6. Convenzioni e servizi aggiuntivi Molte sigle offrono convenzioni con assicurazioni, provider ECM, studi legali, agenzie di recupero crediti, strutture sanitarie. Il valore economico annuo può coprire ampiamente la quota associativa.


La quota sindacale: quanto costa e come funziona

La quota sindacale viene trattenuta in busta paga tramite delega. Non devi fare bonifici mensili: firmi la delega all’iscrizione e la trattenuta parte automaticamente.

SiglaQuota mensile indicativa
NurSind~ € 7-9
Nursing Up~ € 7-9
FP CGIL / CISL FP / UIL FPL~ € 8-12
FIALS / UGL Sanità~ € 6-8

I valori variano per categoria e contratto. Verifica sempre con la sigla che stai considerando.

La quota è detraibile al 19% nella dichiarazione dei redditi (art. 15 TUIR): su una quota di € 90/anno, recuperi circa € 17 di IRPEF.


Quando l’iscrizione ti torna utile davvero

Non tutto scorre sempre liscio.
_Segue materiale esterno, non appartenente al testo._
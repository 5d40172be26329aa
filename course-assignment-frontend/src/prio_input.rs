use core::fmt::Write as _;

use course_assignment_config::UiConfig;
use html_escape::{encode_double_quoted_attribute, encode_text};
use tracing::{debug, trace};

use crate::form::Form;

const OPTION_ATTRIBUTE_PREFIX: &str = "option-";

/// Courses that can be prioritized, in display order. Ids are kept as the
/// digits they were declared with.
#[derive(Debug, Clone, Default, PartialEq, Eq)]
pub struct OptionSet {
    options: Vec<(String, String)>,
}

fn is_numeric_id(id: &str) -> bool {
    !id.is_empty() && id.bytes().all(|byte| byte.is_ascii_digit())
}

impl OptionSet {
    pub fn new(options: impl IntoIterator<Item = (u64, String)>) -> Self {
        Self {
            options: options
                .into_iter()
                .map(|(id, name)| (id.to_string(), name))
                .collect(),
        }
    }

    /// Reads `option-<id>="<name>"` attributes. Other attributes and
    /// non-numeric ids are skipped.
    pub fn from_attributes<K, V>(attributes: impl IntoIterator<Item = (K, V)>) -> Self
    where
        K: AsRef<str>,
        V: Into<String>,
    {
        let options = attributes
            .into_iter()
            .filter_map(|(name, value)| {
                let id = name.as_ref().strip_prefix(OPTION_ATTRIBUTE_PREFIX)?;
                if is_numeric_id(id) {
                    Some((id.to_owned(), value.into()))
                } else {
                    debug!(attribute = name.as_ref(), "ignoring option without numeric id");
                    None
                }
            })
            .collect();
        Self { options }
    }

    pub fn names(&self) -> impl Iterator<Item = &str> {
        self.options.iter().map(|(_, name)| name.as_str())
    }

    #[must_use]
    pub fn contains(&self, name: &str) -> bool {
        self.names().any(|option| option == name)
    }

    /// Id of the first option called `name`.
    #[must_use]
    pub fn resolve(&self, name: &str) -> Option<&str> {
        self.options
            .iter()
            .find(|(_, option)| option == name)
            .map(|(id, _)| id.as_str())
    }

    #[must_use]
    pub fn len(&self) -> usize {
        self.options.len()
    }

    #[must_use]
    pub fn is_empty(&self) -> bool {
        self.options.is_empty()
    }
}

#[derive(Debug, Clone)]
pub struct PrioInput {
    options: OptionSet,
    selected: Vec<String>,
    input: String,
    field_name: String,
    placeholder: String,
    clear_input_on_add: bool,
    max_priorities: Option<usize>,
}

impl PrioInput {
    #[must_use]
    pub fn new(options: OptionSet, ui: &UiConfig) -> Self {
        Self {
            options,
            selected: Vec::new(),
            input: String::new(),
            field_name: ui.priority_field_name.clone(),
            placeholder: ui.placeholder.clone(),
            clear_input_on_add: ui.clear_input_on_add,
            max_priorities: ui.max_priorities,
        }
    }

    #[must_use]
    pub const fn options(&self) -> &OptionSet {
        &self.options
    }

    #[must_use]
    pub fn selected(&self) -> &[String] {
        &self.selected
    }

    #[must_use]
    pub fn input(&self) -> &str {
        &self.input
    }

    pub fn set_input(&mut self, value: impl Into<String>) {
        self.input = value.into();
    }

    /// Appends the current input to the selection if it names a known option
    /// that is not selected yet. Anything else is ignored.
    pub fn add_selection(&mut self) -> bool {
        let value = self.input.as_str();
        if value.is_empty() || !self.options.contains(value) {
            trace!(value, "not an option");
            return false;
        }
        if self.selected.iter().any(|selected| selected == value) {
            trace!(value, "already selected");
            return false;
        }
        if self
            .max_priorities
            .is_some_and(|max| self.selected.len() >= max)
        {
            debug!(value, max = ?self.max_priorities, "priority list is full");
            return false;
        }

        self.selected.push(value.to_owned());
        if self.clear_input_on_add {
            self.input.clear();
        }
        true
    }

    /// Option names matching `query` case-insensitively, in option order.
    #[must_use]
    pub fn suggestions(&self, query: &str) -> Vec<&str> {
        let query = query.to_lowercase();
        self.options
            .names()
            .filter(|name| name.to_lowercase().contains(&query))
            .collect()
    }

    /// Replaces the hidden fields this input owns in `form` with one field
    /// per selected course. Without a form there is nothing to do.
    pub fn serialize_on_submit(&self, form: Option<&mut Form>) {
        let Some(form) = form else {
            return;
        };
        form.remove_named(&self.field_name);
        for name in &self.selected {
            if let Some(id) = self.options.resolve(name) {
                form.append_hidden(self.field_name.as_str(), id);
            }
        }
    }

    /// Handles a reset of the surrounding form: the selection is gone and so
    /// are the form's hidden fields.
    pub fn reset(&mut self, form: Option<&mut Form>) {
        self.selected.clear();
        self.input.clear();
        if let Some(form) = form {
            form.reset();
        }
    }

    #[must_use]
    pub fn render(&self) -> String {
        let mut html = String::from(r#"<ol id="selected-prios">"#);
        for name in &self.selected {
            let _ = write!(html, "<li>{}</li>", encode_text(name));
        }
        html.push_str("</ol>");

        let _ = write!(
            html,
            r#"<input id="prio-input" list="prio-options" placeholder="{}" value="{}">"#,
            encode_double_quoted_attribute(&self.placeholder),
            encode_double_quoted_attribute(&self.input),
        );

        html.push_str(r#"<datalist id="prio-options">"#);
        for name in self.options.names() {
            let _ = write!(
                html,
                r#"<option value="{}">{}</option>"#,
                encode_double_quoted_attribute(name),
                encode_text(name),
            );
        }
        html.push_str("</datalist>");
        html.push_str(r#"<button id="add-prio-button" type="button">&oplus;</button>"#);
        html
    }
}

#[cfg(test)]
mod tests {
    use super::*;

    fn options() -> OptionSet {
        OptionSet::from_attributes([
            ("option-3", "Math"),
            ("class", "prio"),
            ("option-7", "Art"),
        ])
    }

    fn add(input: &mut PrioInput, name: &str) -> bool {
        input.set_input(name);
        input.add_selection()
    }

    #[test]
    fn option_attributes() {
        let options = OptionSet::from_attributes([
            ("option-3", "Math"),
            ("option-12", "Chemistry"),
            ("option-x", "Broken"),
            ("id", "prios"),
        ]);
        assert_eq!(options.names().collect::<Vec<_>>(), ["Math", "Chemistry"]);
        assert_eq!(options.resolve("Chemistry"), Some("12"));
        assert_eq!(options.resolve("Broken"), None);
    }

    #[test]
    fn ids_are_submitted_as_declared() {
        let options = OptionSet::from_attributes([("option-007", "Math"), ("option-", "Empty")]);
        assert_eq!(options.len(), 1);

        let mut input = PrioInput::new(options, &UiConfig::default());
        add(&mut input, "Math");
        let mut form = Form::new();
        input.serialize_on_submit(Some(&mut form));
        assert_eq!(form.values("prio[]"), ["007"]);
    }

    #[test]
    fn selects_in_order_without_duplicates() {
        let mut input = PrioInput::new(options(), &UiConfig::default());
        assert!(add(&mut input, "Math"));
        assert!(add(&mut input, "Art"));
        assert!(!add(&mut input, "Math"));
        assert_eq!(input.selected(), ["Math", "Art"]);

        let mut form = Form::new();
        input.serialize_on_submit(Some(&mut form));
        assert_eq!(form.values("prio[]"), ["3", "7"]);
    }

    #[test]
    fn unknown_or_empty_names_are_ignored() {
        let mut input = PrioInput::new(options(), &UiConfig::default());
        assert!(!add(&mut input, ""));
        assert!(!add(&mut input, "Music"));
        assert!(!add(&mut input, "math"));
        assert!(input.selected().is_empty());
    }

    #[test]
    fn input_is_kept_unless_configured() {
        let mut input = PrioInput::new(options(), &UiConfig::default());
        add(&mut input, "Math");
        assert_eq!(input.input(), "Math");

        let ui = UiConfig {
            clear_input_on_add: true,
            ..UiConfig::default()
        };
        let mut input = PrioInput::new(options(), &ui);
        add(&mut input, "Math");
        assert_eq!(input.input(), "");
    }

    #[test]
    fn cap_on_priorities() {
        let ui = UiConfig {
            max_priorities: Some(1),
            ..UiConfig::default()
        };
        let mut input = PrioInput::new(options(), &ui);
        assert!(add(&mut input, "Art"));
        assert!(!add(&mut input, "Math"));
        assert_eq!(input.selected(), ["Art"]);
    }

    #[test]
    fn submit_replaces_previous_fields() {
        let mut input = PrioInput::new(options(), &UiConfig::default());
        let mut form = Form::new();
        form.append("prename", "Ada");

        add(&mut input, "Art");
        input.serialize_on_submit(Some(&mut form));
        add(&mut input, "Math");
        input.serialize_on_submit(Some(&mut form));

        assert_eq!(form.values("prio[]"), ["7", "3"]);
        assert_eq!(form.fields().len(), 3);
        assert!(form.fields()[1].hidden);
    }

    #[test]
    fn empty_selection_submits_nothing() {
        let input = PrioInput::new(options(), &UiConfig::default());
        let mut form = Form::new();
        form.append_hidden("prio[]", "9");
        input.serialize_on_submit(Some(&mut form));
        assert!(form.values("prio[]").is_empty());

        input.serialize_on_submit(None);
    }

    #[test]
    fn suggestions_filter_case_insensitively() {
        let input = PrioInput::new(
            OptionSet::new([
                (1, "Mathematik".to_owned()),
                (2, "Kunst".to_owned()),
                (3, "Theater".to_owned()),
            ]),
            &UiConfig::default(),
        );
        assert_eq!(input.suggestions("AT"), ["Mathematik", "Theater"]);
        assert_eq!(input.suggestions("").len(), 3);
        assert!(input.suggestions("Sport").is_empty());
    }

    #[test]
    fn reset_clears_selection_and_form() {
        let mut input = PrioInput::new(options(), &UiConfig::default());
        let mut form = Form::new();
        form.append("prename", "Ada");
        add(&mut input, "Math");
        input.serialize_on_submit(Some(&mut form));

        input.reset(Some(&mut form));
        assert!(input.selected().is_empty());
        assert_eq!(input.input(), "");
        assert!(form.values("prio[]").is_empty());
        assert_eq!(form.values("prename"), ["Ada"]);

        add(&mut input, "Art");
        input.reset(None);
        assert!(input.selected().is_empty());
    }

    #[test]
    fn render_escapes_names() {
        let mut input = PrioInput::new(
            OptionSet::new([(1, "Tom & Jerry".to_owned()), (2, r#"<b>"x"</b>"#.to_owned())]),
            &UiConfig::default(),
        );
        add(&mut input, "Tom & Jerry");
        let html = input.render();

        assert!(html.starts_with(r#"<ol id="selected-prios"><li>Tom &amp; Jerry</li></ol>"#));
        assert!(html.contains(r#"list="prio-options""#));
        assert!(html.contains(r#"placeholder="Namen der priorisierten Kurse eingeben...""#));
        assert!(html.contains(r#"<option value="Tom &amp; Jerry">Tom &amp; Jerry</option>"#));
        assert!(html.contains(r#"&lt;b&gt;"x"&lt;/b&gt;</option>"#));
        assert!(!html.contains("<b>"));
        assert!(html.ends_with(r#"<button id="add-prio-button" type="button">&oplus;</button>"#));
    }
}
Ecco i casi in cui avere la tessera fa la differenza:

  • Cambio unilaterale dei turni senza accordo: il sindacato può aprire una vertenza o bloccare la misura se viola il CCNL
  • Mancato riconoscimento dell’indennità di turno notturno/festivo: il delegato verifica la correttezza della busta paga
  • Procedimento disciplinare: senza assistenza rischi di peggiorare la tua posizione
  • Mobbing o pressioni dalla coordinazione: il sindacato apre un tavolo formale con la direzione
  • Inidoneità alla mansione: tutele specifiche previste dal CCNL che non tutti conoscono

Cosa non fa il sindacato

È altrettanto importante sapere cosa non puoi aspettarti:

  • Non assegna turni migliori — quello dipende dall’organizzazione aziendale
  • Non risolve i conflitti interpersonali — può aprire formalmente una vertenza, ma non è un mediatore psicologico
  • Non garantisce promozioni — le progressioni seguono le regole del CCNL, non le relazioni sindacali
  • Non ti protegge se hai torto — se hai commesso un’infrazione reale, il sindacato ti assiste nel procedimento ma non trasforma il bianco in nero

La libertà di non iscriversi

Non c’è nessun obbligo. L’art. 39 della Costituzione garantisce sia la libertà di iscriversi che quella di non farlo. Molti infermieri lavorano tutta la carriera senza tessera senza particolari conseguenze, finché non hanno bisogno di tutela e si trovano senza nessuno al loro fianco.

La scelta è tua. Conoscere i termini della scelta è il minimo.


Note di Fabrizio Devito

Ho visto colleghi rimpiangere di non essersi iscritti solo quando avevano già il problema sul tavolo. Il sindacato non è un’assicurazione sulla vita, ma in certi momenti ci si avvicina. L’iscrizione costa meno di una consulenza legale di un’ora.